The ADL said Smith was associated with Feuerkrieg Division at the time of his arrest. The group expressed its “consternation” about Smith’s arrest in an expletive-laden post on its public Telegram channel, the ADL reported.
In March, a left-leaning website called Unicorn Riot published eight months of leaked chats by Feuerkrieg Division members. After “Commander” disappeared from the group’s chat room in January, other members discussed whether he had been detained or arrested and speculated that his electronic devices had been compromised, the website said.
The messages don’t indicate that other Feuerkrieg Division members knew the group leader was 13, according to Segal, who said the ADL also independently obtained the group’s chat archives.
Based on a comment the boy posted on Wire, ADL linked “Commander” to the gaming platform Steam. The Steam account lists his location as a village in Estonia and his URL as “HeilHitler8814,” Segal said.
Feuerkrieg Division has been part of a growing wing of the white supremacist movement that embraces “ accelerationism,” a fringe philosophy that promotes mass violence to fuel society’s collapse. The man who recently pleaded guilty to attacking two mosques in Christchurch, New Zealand, and killing 51 people last year devoted a section of his manifesto to the concept of accelerationism.

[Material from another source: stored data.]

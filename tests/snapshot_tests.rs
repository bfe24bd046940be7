/// Tests for snapshot assembly from the store.
use std::sync::Arc;

use async_trait::async_trait;
use chrono::NaiveDate;
use rust_decimal::Decimal;
use rust_decimal_macros::dec;

use pocketplan_core::errors::Result;
use pocketplan_core::snapshot::{
    SnapshotRepositoryTrait, SnapshotService, StoredDebt, StoredGoal, StoredTransaction,
};

fn date(y: i32, m: u32, d: u32) -> NaiveDate {
    NaiveDate::from_ymd_opt(y, m, d).unwrap()
}

struct MockSnapshotRepository {
    transactions: Vec<StoredTransaction>,
    goals: Vec<StoredGoal>,
    debts: Vec<StoredDebt>,
    starting_balance: Decimal,
}

#[async_trait]
impl SnapshotRepositoryTrait for MockSnapshotRepository {
    async fn load_transactions(&self, _user_id: &str) -> Result<Vec<StoredTransaction>> {
        Ok(self.transactions.clone())
    }

    async fn load_goals(&self, _user_id: &str) -> Result<Vec<StoredGoal>> {
        Ok(self.goals.clone())
    }

    async fn load_debts(&self, _user_id: &str) -> Result<Vec<StoredDebt>> {
        Ok(self.debts.clone())
    }

    async fn get_starting_balance(&self, _user_id: &str) -> Result<Decimal> {
        Ok(self.starting_balance)
    }

    async fn get_currency(&self, _user_id: &str) -> Result<String> {
        Ok("USD".to_string())
    }
}

#[tokio::test]
async fn test_snapshot_is_assembled_and_ordered() {
    // Store rows arrive out of order; the snapshot must come back
    // sorted by date with decimals bridged into the f64 domain.
    let repo = Arc::new(MockSnapshotRepository {
        transactions: vec![
            StoredTransaction {
                date: date(2025, 3, 1),
                amount: dec!(-200),
                category: Some("rent".to_string()),
            },
            StoredTransaction {
                date: date(2025, 1, 1),
                amount: dec!(1500),
                category: Some("salary".to_string()),
            },
        ],
        goals: vec![StoredGoal {
            id: "g-1".to_string(),
            target_amount: dec!(2000),
            current_amount: dec!(500),
            deadline: None,
            is_completed: false,
        }],
        debts: vec![StoredDebt {
            id: "d-1".to_string(),
            remaining_amount: dec!(750),
            minimum_payment: dec!(50),
            due_date: Some(date(2025, 12, 1)),
        }],
        starting_balance: dec!(1000),
    });
    let service = SnapshotService::new(repo);

    let snapshot = service.build_snapshot("user-1").await.unwrap();

    assert_eq!(snapshot.transactions.len(), 2);
    assert_eq!(snapshot.transactions[0].date, date(2025, 1, 1), "oldest first");
    assert_eq!(snapshot.transactions[0].amount, 1500.0);
    assert_eq!(snapshot.total_income(), 1500.0);
    assert_eq!(snapshot.total_expenses(), 200.0);
    assert_eq!(snapshot.total_debt(), 750.0);
    assert_eq!(snapshot.starting_balance, 1000.0);
    assert_eq!(snapshot.goals[0].remaining_amount(), 1500.0);
    assert_eq!(snapshot.currency, "USD");
}
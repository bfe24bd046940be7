pub mod snapshot_model;
pub mod snapshot_service;
pub mod snapshot_traits;

pub use snapshot_model::{Debt, FinancialSnapshot, Goal, TransactionRecord};
pub use snapshot_service::SnapshotService;
pub use snapshot_traits::{SnapshotRepositoryTrait, StoredDebt, StoredGoal, StoredTransaction};
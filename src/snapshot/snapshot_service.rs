use std::sync::Arc;

use num_traits::ToPrimitive;

use crate::errors::Result;
use crate::snapshot::snapshot_model::{Debt, FinancialSnapshot, Goal, TransactionRecord};
use crate::snapshot::snapshot_traits::SnapshotRepositoryTrait;

pub struct SnapshotService<T: SnapshotRepositoryTrait> {
    snapshot_repo: Arc<T>,
}

impl<T: SnapshotRepositoryTrait> SnapshotService<T> {
    pub fn new(snapshot_repo: Arc<T>) -> Self {
        SnapshotService { snapshot_repo }
    }

    /// Assemble the projection input for a user from the store.
    ///
    /// Store amounts are decimals; the projection math runs on f64, so
    /// each amount is converted on the way in. Transactions are ordered
    /// ascending by date regardless of store ordering.
    pub async fn build_snapshot(&self, user_id: &str) -> Result<FinancialSnapshot> {
        let stored_transactions = self.snapshot_repo.load_transactions(user_id).await?;
        let stored_goals = self.snapshot_repo.load_goals(user_id).await?;
        let stored_debts = self.snapshot_repo.load_debts(user_id).await?;
        let starting_balance = self.snapshot_repo.get_starting_balance(user_id).await?;
        let currency = self.snapshot_repo.get_currency(user_id).await?;

        let mut transactions: Vec<TransactionRecord> = stored_transactions
            .into_iter()
            .map(|t| TransactionRecord {
                date: t.date,
                amount: t.amount.to_f64().unwrap_or(0.0),
                category: t.category,
            })
            .collect();
        transactions.sort_by_key(|t| t.date);

        let goals = stored_goals
            .into_iter()
            .map(|g| Goal {
                id: g.id,
                target_amount: g.target_amount.to_f64().unwrap_or(0.0),
                current_amount: g.current_amount.to_f64().unwrap_or(0.0),
                deadline: g.deadline,
                is_completed: g.is_completed,
            })
            .collect();

        let debts = stored_debts
            .into_iter()
            .map(|d| Debt {
                id: d.id,
                remaining_amount: d.remaining_amount.to_f64().unwrap_or(0.0),
                minimum_payment: d.minimum_payment.to_f64().unwrap_or(0.0),
                due_date: d.due_date,
            })
            .collect();

        Ok(FinancialSnapshot {
            transactions,
            goals,
            debts,
            starting_balance: starting_balance.to_f64().unwrap_or(0.0),
            currency,
        })
    }
}
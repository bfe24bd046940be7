//! Snapshot repository traits.

use async_trait::async_trait;
use chrono::NaiveDate;
use rust_decimal::Decimal;

use crate::errors::Result;

/// A transaction row as the store keeps it, before conversion into the
/// projection domain.
#[derive(Debug, Clone)]
pub struct StoredTransaction {
    pub date: NaiveDate,
    pub amount: Decimal,
    pub category: Option<String>,
}

/// A goal row as the store keeps it.
#[derive(Debug, Clone)]
pub struct StoredGoal {
    pub id: String,
    pub target_amount: Decimal,
    pub current_amount: Decimal,
    pub deadline: Option<NaiveDate>,
    pub is_completed: bool,
}

/// A debt row as the store keeps it.
#[derive(Debug, Clone)]
pub struct StoredDebt {
    pub id: String,
    pub remaining_amount: Decimal,
    pub minimum_payment: Decimal,
    pub due_date: Option<NaiveDate>,
}

/// Read-side contract for assembling a [`FinancialSnapshot`] from the
/// external store. All reads are scoped by an opaque `user_id` supplied by
/// the caller; authentication is entirely the host's concern.
///
/// [`FinancialSnapshot`]: crate::snapshot::FinancialSnapshot
#[async_trait]
pub trait SnapshotRepositoryTrait: Send + Sync {
    async fn load_transactions(&self, user_id: &str) -> Result<Vec<StoredTransaction>>;

    async fn load_goals(&self, user_id: &str) -> Result<Vec<StoredGoal>>;

    async fn load_debts(&self, user_id: &str) -> Result<Vec<StoredDebt>>;

    async fn get_starting_balance(&self, user_id: &str) -> Result<Decimal>;

    async fn get_currency(&self, user_id: &str) -> Result<String>;
}
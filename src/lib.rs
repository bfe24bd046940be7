//! Projection and allocation core for the PocketPlan personal finance
//! tracker.
//!
//! Two cooperating engines over an in-memory financial snapshot: the
//! scenario engine builds hypothetical timelines and ranks what-if
//! scenarios, and the allocation engine distributes incoming funds
//! across savings pots by prioritized rules. Persistence, routing and
//! rendering live in the host application; this crate reaches the
//! outside world only through the repository traits.

pub mod allocation;
pub mod errors;
pub mod scenarios;
pub mod snapshot;

pub use allocation::{AllocationService, AllocationSummary, Pot, PotFundingStatus};
pub use errors::{Error, Result, ValidationError};
pub use scenarios::{ScenarioResult, ScenarioService, WhatIfScenario};
pub use snapshot::{FinancialSnapshot, SnapshotService};
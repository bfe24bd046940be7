//! In-memory cache for computed scenario results.

use std::collections::hash_map::DefaultHasher;
use std::collections::HashMap;
use std::hash::{Hash, Hasher};

use tokio::sync::RwLock;

use super::scenarios_model::{ScenarioChange, ScenarioResult};

struct CachedImpact {
    changes_hash: u64,
    result: ScenarioResult,
}

/// Memoizes [`ScenarioResult`]s per scenario id.
///
/// An entry is only served while the content hash of the scenario's
/// `modified_changes` still matches; editing the changes makes the old
/// entry unreachable, so a stale result can never leak out. Results are
/// stored and replaced wholesale.
pub struct ScenarioResultCache {
    entries: RwLock<HashMap<String, CachedImpact>>,
}

impl ScenarioResultCache {
    pub fn new() -> Self {
        Self {
            entries: RwLock::new(HashMap::new()),
        }
    }

    pub async fn get(&self, scenario_id: &str, changes_hash: u64) -> Option<ScenarioResult> {
        let entries = self.entries.read().await;
        entries
            .get(scenario_id)
            .filter(|cached| cached.changes_hash == changes_hash)
            .map(|cached| cached.result.clone())
    }

    pub async fn set(&self, scenario_id: String, changes_hash: u64, result: ScenarioResult) {
        let mut entries = self.entries.write().await;
        entries.insert(
            scenario_id,
            CachedImpact {
                changes_hash,
                result,
            },
        );
    }
}

impl Default for ScenarioResultCache {
    fn default() -> Self {
        Self::new()
    }
}

/// Content hash over the canonical JSON form of a change list.
pub fn changes_content_hash(changes: &[ScenarioChange]) -> u64 {
    let canonical = serde_json::to_string(changes).unwrap_or_default();
    let mut hasher = DefaultHasher::new();
    canonical.hash(&mut hasher);
    hasher.finish()
}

The Estonian security police’s bureau chief, Alar Ridamae, said parents, friends and teachers can help authorities protect children from internet-fueled extremism.
“Unfortunately, in practice there are cases where parents themselves have bought extremist literature for their children, which contributes to radicalization,” Ridamae said in a statement provided to AP and Estonian media on Thursday.
Estonia, a former Soviet republic that regained its independence in 1991, is among Europe’s most technologically advanced nations. Estonia has paid relatively little attention to homegrown extremism. But the case of the right-wing extremist Anders Breivik, who killed 77 people in a 2011 massacre in Norway, served as a major wake-up call for security officials in the Baltic nation of 1.3 million.